Collected data:
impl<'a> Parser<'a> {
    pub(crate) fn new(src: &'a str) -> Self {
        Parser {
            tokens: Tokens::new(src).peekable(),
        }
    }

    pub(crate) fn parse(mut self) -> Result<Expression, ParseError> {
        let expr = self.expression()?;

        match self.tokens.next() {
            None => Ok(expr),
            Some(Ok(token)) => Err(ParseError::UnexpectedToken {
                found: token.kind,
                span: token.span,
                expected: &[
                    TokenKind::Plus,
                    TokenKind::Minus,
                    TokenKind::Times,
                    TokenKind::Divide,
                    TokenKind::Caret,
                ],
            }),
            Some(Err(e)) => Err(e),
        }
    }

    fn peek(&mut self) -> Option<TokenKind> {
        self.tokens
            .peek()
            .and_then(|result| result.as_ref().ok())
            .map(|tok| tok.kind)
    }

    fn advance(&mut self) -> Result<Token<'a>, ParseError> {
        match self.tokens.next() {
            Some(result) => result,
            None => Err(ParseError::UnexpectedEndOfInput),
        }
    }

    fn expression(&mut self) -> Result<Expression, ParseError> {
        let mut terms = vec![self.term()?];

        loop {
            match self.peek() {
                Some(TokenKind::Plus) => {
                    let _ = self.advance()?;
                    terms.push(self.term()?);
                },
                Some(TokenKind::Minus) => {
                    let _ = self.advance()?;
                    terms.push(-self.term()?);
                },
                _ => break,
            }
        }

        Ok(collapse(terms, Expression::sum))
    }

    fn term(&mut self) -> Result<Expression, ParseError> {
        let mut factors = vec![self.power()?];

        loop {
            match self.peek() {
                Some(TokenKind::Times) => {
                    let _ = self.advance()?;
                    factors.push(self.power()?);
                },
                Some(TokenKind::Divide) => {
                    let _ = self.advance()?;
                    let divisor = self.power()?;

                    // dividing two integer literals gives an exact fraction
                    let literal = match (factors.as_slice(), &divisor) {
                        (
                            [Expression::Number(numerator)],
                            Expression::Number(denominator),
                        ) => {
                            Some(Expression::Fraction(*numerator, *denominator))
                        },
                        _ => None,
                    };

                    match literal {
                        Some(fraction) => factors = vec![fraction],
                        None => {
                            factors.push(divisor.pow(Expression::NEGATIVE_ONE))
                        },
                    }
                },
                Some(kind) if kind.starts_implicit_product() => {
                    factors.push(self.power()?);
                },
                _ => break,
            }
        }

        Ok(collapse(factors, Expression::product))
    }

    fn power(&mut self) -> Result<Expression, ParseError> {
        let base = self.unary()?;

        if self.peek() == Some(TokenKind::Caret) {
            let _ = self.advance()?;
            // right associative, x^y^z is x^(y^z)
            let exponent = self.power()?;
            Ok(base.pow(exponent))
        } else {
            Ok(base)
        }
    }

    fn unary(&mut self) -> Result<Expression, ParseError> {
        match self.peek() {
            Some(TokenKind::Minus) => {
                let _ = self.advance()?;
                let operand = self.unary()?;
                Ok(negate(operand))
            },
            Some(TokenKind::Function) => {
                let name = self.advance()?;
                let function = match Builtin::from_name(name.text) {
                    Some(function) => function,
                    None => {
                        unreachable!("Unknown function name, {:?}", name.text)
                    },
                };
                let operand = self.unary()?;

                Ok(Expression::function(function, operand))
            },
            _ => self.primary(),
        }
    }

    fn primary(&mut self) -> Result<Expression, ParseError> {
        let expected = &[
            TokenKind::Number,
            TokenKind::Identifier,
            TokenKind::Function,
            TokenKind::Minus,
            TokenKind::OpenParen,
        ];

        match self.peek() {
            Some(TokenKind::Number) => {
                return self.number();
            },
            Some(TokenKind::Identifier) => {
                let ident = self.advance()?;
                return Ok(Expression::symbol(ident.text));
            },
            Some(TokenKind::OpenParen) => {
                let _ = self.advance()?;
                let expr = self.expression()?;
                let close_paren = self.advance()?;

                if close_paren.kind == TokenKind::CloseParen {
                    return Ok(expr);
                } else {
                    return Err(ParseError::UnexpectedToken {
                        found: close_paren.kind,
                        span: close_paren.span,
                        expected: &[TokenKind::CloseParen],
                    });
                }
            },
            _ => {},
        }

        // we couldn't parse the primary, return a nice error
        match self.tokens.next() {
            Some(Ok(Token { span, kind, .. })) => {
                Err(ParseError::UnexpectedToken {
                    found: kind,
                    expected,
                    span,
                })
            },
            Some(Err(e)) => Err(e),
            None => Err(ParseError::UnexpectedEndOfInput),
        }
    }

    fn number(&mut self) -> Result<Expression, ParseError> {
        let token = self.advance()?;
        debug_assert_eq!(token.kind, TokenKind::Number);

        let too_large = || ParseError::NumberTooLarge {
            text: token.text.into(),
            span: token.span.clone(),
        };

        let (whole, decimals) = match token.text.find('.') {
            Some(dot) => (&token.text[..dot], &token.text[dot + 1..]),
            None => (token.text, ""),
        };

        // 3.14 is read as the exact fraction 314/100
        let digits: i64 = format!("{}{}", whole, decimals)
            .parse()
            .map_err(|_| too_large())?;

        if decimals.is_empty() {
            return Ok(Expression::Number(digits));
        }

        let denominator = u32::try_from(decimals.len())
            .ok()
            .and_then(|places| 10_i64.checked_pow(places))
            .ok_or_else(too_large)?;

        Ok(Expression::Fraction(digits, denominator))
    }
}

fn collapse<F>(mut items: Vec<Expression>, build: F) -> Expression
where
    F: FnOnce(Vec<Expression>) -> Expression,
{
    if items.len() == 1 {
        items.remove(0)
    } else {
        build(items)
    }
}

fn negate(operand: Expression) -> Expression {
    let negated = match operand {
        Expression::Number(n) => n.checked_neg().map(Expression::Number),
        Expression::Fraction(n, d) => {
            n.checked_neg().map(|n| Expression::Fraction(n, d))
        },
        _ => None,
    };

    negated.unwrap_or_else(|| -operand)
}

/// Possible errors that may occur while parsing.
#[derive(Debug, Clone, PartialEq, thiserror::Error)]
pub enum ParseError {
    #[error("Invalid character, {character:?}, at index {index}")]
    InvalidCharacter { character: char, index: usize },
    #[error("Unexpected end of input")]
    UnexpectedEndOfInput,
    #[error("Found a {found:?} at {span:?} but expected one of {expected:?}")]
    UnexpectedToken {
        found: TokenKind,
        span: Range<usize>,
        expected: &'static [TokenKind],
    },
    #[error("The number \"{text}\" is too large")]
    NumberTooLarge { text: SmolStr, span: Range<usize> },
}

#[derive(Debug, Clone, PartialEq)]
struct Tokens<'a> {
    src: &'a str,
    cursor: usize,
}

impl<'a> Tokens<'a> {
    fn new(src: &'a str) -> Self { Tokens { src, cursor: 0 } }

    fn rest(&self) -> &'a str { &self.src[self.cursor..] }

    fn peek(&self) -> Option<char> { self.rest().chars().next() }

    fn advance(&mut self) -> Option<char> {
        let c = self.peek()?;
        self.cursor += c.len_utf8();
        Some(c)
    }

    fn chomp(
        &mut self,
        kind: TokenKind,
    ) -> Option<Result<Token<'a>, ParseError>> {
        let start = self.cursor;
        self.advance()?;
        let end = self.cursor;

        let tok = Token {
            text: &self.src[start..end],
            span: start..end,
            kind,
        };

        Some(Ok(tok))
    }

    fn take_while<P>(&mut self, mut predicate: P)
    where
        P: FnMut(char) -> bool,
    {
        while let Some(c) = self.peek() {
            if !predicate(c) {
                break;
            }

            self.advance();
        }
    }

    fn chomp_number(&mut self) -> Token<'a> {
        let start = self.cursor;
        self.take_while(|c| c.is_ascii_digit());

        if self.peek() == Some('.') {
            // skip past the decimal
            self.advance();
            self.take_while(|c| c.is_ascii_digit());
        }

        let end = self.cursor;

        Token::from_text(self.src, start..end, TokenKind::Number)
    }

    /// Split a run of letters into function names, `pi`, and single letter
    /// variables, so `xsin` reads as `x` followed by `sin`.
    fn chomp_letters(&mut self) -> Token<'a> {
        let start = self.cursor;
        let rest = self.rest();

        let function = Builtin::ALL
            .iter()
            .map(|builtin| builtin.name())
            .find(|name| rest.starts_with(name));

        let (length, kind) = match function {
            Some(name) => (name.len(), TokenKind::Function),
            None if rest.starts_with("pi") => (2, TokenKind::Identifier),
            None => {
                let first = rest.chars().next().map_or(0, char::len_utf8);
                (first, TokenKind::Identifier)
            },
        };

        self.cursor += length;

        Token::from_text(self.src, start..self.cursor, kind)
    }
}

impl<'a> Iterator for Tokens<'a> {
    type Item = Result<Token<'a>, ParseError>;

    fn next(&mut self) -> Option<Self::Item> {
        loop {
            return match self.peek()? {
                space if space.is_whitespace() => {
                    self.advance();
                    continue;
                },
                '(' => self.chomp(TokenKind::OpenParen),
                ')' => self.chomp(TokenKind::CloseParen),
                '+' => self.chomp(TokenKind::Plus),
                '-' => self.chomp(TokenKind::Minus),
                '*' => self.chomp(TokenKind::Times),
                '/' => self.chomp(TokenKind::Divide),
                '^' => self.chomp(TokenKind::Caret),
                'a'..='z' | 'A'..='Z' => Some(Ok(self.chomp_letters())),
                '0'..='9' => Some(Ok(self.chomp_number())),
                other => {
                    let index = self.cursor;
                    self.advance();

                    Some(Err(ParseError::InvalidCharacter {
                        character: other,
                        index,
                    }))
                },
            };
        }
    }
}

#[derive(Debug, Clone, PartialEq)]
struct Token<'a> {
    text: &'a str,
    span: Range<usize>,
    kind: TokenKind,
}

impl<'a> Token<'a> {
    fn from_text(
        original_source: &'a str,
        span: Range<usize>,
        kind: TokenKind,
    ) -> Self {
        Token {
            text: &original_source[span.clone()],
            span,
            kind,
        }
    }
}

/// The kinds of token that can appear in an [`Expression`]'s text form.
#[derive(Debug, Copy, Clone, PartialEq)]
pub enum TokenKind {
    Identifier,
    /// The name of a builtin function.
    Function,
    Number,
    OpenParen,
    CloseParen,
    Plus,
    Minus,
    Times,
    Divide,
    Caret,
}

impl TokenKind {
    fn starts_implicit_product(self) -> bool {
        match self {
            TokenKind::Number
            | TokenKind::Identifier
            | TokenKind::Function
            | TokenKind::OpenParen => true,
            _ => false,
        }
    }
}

**Exercise instructions**
Could you output, exactly and with nothing else, the lines from the start of the records through the line containing "Some(Ok(token)) => Err(ParseError::UnexpectedToken"?

**Result of the exercise**
impl<'a> Parser<'a> {
    pub(crate) fn new(src: &'a str) -> Self {
        Parser {
            tokens: Tokens::new(src).peekable(),
        }
    }

    pub(crate) fn parse(mut self) -> Result<Expression, ParseError> {
        let expr = self.expression()?;

        match self.tokens.next() {
            None => Ok(expr),
            Some(Ok(token)) => Err(ParseError::UnexpectedToken {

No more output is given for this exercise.